If a line in the entries contains the word "chunks", list it.

BEGIN Source records

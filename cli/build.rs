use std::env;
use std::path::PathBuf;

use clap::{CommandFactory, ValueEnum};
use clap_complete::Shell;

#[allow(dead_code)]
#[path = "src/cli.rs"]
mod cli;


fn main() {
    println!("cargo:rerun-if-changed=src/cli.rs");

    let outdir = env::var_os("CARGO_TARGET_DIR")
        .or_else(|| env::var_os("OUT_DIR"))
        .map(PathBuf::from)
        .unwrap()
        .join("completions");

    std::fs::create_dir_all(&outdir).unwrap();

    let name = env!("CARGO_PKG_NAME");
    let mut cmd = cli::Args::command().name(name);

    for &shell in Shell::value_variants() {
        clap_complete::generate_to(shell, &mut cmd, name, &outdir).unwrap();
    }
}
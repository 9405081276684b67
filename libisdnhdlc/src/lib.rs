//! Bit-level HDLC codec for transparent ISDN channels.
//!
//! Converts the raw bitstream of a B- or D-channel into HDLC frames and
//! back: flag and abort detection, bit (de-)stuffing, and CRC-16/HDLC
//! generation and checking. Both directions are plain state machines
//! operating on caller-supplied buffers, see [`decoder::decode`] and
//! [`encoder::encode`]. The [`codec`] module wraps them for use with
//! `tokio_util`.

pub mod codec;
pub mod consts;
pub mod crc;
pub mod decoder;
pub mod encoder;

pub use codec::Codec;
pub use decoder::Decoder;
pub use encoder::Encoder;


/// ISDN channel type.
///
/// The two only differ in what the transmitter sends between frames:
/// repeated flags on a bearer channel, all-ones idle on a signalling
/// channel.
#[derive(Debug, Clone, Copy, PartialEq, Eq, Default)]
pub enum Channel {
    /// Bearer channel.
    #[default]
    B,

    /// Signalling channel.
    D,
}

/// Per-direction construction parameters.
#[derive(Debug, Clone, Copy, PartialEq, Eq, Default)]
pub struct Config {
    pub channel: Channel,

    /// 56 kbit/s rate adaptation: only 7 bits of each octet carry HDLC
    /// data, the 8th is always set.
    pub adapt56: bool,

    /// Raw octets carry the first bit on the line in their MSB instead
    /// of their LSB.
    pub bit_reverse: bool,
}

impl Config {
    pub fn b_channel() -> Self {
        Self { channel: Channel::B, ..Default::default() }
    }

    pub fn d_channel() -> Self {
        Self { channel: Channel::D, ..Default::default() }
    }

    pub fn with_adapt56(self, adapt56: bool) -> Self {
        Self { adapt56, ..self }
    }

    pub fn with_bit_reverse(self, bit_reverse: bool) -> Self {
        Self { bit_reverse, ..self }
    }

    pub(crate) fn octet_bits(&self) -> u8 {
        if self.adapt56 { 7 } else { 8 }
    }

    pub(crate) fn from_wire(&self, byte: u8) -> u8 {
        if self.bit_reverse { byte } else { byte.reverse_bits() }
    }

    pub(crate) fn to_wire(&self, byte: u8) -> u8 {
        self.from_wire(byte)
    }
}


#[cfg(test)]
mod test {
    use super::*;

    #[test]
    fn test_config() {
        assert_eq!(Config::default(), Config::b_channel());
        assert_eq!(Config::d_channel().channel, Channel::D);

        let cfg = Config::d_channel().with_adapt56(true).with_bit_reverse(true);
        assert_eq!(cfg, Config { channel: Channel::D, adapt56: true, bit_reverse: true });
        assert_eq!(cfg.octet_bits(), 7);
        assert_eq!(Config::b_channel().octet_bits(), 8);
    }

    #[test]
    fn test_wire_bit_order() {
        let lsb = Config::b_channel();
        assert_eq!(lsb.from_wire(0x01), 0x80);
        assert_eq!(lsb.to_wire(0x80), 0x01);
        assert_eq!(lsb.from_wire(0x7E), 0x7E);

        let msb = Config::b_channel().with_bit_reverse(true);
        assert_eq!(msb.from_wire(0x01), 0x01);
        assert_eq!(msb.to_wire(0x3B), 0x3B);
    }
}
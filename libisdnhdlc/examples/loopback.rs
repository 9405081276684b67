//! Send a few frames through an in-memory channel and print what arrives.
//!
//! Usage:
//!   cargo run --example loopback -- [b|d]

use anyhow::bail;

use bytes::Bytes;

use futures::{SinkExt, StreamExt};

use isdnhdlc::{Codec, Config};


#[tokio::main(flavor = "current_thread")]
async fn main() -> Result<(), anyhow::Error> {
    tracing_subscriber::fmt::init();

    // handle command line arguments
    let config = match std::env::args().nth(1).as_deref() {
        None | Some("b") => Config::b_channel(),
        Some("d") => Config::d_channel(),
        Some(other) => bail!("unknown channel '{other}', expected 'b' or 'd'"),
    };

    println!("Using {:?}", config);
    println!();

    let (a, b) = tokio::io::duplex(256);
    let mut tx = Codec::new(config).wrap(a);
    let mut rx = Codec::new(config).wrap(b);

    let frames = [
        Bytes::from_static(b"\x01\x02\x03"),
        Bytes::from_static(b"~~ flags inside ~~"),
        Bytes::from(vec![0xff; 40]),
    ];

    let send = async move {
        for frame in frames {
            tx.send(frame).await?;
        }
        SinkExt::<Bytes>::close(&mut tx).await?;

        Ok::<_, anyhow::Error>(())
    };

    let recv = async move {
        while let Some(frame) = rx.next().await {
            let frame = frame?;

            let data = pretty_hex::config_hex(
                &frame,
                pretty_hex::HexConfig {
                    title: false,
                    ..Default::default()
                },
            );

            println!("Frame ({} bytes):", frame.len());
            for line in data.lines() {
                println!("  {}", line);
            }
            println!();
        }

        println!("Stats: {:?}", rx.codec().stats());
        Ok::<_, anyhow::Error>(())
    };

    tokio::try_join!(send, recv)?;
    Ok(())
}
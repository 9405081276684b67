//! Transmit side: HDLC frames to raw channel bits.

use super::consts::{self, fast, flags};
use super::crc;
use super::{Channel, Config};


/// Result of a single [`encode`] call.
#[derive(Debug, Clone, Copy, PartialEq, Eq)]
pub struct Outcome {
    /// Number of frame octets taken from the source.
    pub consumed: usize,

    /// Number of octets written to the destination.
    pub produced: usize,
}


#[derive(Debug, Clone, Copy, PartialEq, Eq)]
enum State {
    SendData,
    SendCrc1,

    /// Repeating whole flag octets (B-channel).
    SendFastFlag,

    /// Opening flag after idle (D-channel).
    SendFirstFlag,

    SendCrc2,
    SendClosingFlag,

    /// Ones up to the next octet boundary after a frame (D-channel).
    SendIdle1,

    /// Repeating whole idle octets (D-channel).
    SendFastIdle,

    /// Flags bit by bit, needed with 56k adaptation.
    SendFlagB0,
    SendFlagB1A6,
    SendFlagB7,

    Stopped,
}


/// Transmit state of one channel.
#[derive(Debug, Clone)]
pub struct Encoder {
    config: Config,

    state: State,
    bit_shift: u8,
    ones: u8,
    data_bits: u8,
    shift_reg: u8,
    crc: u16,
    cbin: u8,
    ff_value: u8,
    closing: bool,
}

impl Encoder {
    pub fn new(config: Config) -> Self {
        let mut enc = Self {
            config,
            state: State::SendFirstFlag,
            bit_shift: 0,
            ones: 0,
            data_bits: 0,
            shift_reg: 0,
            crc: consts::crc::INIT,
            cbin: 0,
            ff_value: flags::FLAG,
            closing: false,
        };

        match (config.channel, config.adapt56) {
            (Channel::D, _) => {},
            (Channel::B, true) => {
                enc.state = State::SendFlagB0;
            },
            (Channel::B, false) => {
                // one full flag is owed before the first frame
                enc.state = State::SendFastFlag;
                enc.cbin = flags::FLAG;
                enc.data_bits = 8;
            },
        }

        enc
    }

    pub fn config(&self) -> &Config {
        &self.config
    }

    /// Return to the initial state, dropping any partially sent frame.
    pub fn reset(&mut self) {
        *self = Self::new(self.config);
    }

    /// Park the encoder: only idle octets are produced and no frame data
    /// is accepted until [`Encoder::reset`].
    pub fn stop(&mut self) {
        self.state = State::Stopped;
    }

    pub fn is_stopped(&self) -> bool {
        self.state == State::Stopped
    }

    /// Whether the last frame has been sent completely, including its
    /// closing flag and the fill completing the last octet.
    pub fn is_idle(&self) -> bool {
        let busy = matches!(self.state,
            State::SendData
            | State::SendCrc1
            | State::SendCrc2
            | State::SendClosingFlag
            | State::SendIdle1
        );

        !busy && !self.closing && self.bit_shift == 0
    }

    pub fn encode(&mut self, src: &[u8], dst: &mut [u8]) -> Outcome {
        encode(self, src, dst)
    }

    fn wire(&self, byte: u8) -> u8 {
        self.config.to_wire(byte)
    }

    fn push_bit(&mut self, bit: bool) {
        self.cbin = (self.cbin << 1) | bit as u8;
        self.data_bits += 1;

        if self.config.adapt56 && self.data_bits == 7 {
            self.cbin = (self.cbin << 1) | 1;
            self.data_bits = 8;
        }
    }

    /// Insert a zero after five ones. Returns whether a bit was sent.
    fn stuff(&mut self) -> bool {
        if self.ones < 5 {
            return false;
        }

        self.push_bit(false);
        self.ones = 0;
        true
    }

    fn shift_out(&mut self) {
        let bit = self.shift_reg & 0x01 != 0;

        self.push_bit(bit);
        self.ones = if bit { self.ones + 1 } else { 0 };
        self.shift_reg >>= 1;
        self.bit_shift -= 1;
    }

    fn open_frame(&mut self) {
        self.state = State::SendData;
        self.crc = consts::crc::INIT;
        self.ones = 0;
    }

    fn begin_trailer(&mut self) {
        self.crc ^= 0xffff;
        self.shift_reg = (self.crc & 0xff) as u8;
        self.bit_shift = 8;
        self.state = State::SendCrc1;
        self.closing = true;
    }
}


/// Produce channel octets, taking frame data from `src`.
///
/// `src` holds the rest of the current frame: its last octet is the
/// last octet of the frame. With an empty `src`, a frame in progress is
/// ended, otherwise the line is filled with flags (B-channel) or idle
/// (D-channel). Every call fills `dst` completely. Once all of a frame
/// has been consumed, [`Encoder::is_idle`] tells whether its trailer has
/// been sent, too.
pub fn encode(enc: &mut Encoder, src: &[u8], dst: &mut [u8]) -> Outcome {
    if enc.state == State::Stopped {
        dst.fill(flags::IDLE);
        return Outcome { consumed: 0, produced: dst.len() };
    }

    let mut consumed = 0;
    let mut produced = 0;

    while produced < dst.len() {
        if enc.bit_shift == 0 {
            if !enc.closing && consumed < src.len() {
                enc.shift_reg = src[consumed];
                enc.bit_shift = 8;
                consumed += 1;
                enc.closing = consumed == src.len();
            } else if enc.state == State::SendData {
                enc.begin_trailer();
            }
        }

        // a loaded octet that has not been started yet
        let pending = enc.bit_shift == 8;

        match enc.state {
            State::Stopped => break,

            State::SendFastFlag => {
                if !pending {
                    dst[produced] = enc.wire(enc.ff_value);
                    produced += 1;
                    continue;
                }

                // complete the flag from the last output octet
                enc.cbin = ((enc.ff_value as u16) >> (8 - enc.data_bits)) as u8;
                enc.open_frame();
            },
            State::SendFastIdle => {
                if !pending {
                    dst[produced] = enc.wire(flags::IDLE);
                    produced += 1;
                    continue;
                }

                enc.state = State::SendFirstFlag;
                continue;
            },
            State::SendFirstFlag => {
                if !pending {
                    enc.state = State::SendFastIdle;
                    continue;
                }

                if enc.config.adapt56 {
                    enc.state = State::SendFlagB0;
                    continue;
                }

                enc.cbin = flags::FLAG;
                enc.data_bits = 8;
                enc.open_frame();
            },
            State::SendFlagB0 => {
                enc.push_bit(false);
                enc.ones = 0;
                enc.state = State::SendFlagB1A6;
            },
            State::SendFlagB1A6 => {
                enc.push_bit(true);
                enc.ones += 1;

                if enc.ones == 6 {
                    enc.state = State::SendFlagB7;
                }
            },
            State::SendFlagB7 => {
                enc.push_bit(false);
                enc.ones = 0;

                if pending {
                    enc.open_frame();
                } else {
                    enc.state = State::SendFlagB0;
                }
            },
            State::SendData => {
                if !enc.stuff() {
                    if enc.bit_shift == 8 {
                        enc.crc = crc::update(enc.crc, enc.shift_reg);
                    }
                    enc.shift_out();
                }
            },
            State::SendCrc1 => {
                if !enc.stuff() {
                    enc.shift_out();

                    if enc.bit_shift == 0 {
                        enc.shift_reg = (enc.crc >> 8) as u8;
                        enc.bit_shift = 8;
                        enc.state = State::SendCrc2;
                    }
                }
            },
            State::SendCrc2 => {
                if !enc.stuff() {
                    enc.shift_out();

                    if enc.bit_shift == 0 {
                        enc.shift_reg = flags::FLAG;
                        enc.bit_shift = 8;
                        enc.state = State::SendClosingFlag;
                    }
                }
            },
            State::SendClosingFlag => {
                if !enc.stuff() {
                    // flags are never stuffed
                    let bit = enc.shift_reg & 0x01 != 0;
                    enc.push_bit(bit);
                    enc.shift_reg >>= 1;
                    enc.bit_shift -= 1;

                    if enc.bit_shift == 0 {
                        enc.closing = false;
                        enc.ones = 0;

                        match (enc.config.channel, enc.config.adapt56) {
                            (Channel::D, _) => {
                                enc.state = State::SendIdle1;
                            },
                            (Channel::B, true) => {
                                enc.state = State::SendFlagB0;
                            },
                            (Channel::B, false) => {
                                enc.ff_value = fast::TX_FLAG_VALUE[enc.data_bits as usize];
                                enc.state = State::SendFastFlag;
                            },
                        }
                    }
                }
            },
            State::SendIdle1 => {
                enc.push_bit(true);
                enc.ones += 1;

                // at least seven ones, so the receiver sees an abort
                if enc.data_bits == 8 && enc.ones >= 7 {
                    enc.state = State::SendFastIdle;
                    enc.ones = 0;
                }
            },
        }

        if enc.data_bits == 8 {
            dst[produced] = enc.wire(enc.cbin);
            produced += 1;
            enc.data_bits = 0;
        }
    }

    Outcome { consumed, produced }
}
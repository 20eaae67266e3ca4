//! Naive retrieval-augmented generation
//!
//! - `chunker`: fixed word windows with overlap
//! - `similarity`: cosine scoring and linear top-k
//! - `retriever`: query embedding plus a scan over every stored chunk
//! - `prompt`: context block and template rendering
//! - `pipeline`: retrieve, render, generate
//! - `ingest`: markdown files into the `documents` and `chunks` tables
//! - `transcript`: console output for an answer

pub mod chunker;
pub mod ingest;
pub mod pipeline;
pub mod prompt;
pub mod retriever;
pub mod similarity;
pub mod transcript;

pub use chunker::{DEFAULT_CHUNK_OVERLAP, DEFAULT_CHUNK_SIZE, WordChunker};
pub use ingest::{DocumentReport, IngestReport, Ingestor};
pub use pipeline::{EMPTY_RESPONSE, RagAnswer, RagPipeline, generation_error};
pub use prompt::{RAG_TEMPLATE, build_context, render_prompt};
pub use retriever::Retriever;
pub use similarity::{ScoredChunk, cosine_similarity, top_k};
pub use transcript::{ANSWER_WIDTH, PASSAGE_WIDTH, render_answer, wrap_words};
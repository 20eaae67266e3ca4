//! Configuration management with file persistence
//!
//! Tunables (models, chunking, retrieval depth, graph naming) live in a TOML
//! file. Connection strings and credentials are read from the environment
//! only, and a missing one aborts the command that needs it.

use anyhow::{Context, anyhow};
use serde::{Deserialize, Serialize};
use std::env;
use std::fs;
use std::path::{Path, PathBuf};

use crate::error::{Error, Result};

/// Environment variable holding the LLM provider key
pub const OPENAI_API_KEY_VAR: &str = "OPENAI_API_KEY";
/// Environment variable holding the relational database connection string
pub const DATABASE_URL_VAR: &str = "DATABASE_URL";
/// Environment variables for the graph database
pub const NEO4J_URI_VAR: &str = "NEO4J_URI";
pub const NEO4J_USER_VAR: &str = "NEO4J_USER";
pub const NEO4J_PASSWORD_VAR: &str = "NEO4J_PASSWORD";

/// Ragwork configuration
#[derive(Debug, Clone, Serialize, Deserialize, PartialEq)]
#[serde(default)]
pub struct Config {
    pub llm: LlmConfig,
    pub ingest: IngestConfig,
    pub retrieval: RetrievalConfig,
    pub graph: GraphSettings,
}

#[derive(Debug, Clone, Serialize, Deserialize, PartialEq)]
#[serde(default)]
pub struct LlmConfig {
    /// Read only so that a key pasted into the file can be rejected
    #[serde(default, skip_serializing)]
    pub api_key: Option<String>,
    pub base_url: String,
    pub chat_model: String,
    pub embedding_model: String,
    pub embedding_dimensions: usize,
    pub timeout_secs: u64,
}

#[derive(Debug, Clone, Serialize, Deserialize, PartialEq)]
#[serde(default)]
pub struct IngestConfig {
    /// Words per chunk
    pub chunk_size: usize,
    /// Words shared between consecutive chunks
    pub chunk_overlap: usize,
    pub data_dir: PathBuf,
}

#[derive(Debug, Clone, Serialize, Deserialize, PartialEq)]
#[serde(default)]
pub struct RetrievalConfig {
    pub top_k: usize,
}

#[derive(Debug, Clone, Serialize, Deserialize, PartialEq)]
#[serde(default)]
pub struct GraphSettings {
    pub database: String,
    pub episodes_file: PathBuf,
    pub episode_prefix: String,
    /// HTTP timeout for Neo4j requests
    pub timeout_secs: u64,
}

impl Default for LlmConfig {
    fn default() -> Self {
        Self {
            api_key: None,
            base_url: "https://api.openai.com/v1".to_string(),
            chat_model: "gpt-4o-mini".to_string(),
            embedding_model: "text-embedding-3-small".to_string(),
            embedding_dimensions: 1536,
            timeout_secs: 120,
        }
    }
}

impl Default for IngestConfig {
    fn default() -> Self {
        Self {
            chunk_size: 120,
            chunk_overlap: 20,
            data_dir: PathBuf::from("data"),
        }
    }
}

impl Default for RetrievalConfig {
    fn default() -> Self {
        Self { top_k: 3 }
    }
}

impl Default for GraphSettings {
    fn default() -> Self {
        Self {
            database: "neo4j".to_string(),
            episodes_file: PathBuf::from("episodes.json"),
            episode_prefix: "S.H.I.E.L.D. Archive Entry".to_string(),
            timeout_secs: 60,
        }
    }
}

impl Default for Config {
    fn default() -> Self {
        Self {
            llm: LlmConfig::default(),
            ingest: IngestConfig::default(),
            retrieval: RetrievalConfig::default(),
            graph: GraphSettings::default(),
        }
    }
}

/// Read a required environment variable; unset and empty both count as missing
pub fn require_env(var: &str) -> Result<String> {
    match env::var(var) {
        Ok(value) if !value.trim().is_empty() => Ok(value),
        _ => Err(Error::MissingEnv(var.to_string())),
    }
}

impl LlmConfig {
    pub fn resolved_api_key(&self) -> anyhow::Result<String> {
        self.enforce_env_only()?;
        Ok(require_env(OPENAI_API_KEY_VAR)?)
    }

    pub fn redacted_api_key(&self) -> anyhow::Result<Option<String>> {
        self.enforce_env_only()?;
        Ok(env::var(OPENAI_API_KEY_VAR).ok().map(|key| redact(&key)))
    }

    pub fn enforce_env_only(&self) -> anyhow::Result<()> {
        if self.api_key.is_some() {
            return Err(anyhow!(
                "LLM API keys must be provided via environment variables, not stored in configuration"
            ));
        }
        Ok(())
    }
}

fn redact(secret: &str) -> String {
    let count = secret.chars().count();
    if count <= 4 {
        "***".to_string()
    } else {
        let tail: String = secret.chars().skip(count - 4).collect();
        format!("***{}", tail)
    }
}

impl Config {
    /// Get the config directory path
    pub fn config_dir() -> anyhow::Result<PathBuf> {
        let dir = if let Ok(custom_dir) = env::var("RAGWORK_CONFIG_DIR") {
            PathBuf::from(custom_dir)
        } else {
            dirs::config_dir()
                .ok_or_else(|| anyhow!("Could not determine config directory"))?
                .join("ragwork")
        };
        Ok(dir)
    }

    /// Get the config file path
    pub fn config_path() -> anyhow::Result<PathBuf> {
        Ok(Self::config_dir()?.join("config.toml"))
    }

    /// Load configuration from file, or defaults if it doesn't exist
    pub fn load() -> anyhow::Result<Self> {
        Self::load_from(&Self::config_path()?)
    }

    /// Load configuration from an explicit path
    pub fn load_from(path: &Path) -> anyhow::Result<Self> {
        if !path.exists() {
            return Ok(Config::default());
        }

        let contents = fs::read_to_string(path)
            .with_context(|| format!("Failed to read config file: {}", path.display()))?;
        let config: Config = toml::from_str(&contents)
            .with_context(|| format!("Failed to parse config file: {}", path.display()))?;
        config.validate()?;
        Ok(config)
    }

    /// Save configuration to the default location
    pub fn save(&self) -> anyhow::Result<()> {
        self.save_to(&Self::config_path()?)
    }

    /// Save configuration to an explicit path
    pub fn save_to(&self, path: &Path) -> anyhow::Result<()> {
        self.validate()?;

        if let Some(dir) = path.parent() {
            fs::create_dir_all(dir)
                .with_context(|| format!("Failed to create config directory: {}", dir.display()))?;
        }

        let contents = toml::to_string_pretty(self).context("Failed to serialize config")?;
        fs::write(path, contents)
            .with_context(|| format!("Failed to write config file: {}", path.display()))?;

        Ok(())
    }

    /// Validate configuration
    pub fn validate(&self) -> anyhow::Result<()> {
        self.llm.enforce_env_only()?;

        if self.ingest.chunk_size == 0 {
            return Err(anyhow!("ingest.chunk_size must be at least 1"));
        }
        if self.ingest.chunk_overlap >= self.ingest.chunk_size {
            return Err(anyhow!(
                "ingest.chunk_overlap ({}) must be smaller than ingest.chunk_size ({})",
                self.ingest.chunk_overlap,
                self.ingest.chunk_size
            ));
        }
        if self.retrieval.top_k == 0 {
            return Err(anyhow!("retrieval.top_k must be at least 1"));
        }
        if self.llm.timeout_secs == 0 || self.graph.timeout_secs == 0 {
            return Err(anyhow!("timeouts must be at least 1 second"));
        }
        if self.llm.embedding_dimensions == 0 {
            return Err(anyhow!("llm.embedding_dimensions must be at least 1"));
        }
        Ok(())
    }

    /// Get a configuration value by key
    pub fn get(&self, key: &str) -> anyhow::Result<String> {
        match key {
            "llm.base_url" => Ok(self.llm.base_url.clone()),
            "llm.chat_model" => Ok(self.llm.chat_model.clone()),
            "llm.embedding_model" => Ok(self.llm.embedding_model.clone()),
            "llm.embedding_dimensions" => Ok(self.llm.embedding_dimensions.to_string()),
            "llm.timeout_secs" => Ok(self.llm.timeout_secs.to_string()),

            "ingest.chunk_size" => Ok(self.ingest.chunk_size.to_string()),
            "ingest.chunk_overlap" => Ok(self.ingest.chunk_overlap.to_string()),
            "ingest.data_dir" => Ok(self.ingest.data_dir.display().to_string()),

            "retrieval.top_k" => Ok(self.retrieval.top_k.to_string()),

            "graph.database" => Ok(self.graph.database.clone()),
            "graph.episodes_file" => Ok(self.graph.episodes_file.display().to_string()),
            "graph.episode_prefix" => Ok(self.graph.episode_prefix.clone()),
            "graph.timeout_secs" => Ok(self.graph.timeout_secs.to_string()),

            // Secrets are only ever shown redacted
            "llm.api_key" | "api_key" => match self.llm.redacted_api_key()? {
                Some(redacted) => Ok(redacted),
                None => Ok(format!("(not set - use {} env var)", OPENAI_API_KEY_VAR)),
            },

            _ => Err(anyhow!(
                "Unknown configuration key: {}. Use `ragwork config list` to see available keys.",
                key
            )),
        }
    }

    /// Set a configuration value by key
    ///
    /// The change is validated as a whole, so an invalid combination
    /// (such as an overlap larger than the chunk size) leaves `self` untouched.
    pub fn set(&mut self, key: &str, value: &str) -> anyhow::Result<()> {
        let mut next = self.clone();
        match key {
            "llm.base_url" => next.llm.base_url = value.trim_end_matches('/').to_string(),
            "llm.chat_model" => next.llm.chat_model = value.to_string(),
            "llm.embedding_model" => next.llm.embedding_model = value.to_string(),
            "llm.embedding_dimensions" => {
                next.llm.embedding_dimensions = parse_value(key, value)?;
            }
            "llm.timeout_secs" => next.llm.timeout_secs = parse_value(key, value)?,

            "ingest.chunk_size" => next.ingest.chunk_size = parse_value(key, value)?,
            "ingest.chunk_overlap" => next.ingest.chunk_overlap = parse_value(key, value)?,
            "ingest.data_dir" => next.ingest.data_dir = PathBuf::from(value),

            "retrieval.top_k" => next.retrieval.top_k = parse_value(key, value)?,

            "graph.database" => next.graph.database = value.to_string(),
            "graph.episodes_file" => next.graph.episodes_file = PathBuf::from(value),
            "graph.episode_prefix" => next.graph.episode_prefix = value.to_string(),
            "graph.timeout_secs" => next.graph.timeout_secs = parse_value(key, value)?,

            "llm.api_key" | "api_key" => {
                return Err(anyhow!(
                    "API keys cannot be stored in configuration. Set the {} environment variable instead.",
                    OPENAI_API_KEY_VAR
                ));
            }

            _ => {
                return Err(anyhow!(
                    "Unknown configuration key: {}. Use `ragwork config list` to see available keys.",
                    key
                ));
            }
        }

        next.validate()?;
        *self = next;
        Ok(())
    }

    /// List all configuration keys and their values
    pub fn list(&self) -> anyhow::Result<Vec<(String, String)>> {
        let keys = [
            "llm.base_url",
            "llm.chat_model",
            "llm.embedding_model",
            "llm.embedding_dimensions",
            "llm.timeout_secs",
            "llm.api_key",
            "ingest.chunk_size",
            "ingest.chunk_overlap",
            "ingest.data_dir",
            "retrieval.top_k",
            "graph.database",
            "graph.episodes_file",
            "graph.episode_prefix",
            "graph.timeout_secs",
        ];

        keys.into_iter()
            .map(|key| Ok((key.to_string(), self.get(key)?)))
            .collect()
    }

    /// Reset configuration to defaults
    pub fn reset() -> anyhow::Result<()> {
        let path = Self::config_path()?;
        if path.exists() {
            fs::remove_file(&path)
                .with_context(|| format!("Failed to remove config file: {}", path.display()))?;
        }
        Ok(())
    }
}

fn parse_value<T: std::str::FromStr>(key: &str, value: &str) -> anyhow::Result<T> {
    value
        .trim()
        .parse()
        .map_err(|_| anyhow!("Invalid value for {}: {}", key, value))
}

END Source records

§ Answer below:
//! - `ingest`: markdown files into the `documents` and `chunks` tables
    /// Words shared between consecutive chunks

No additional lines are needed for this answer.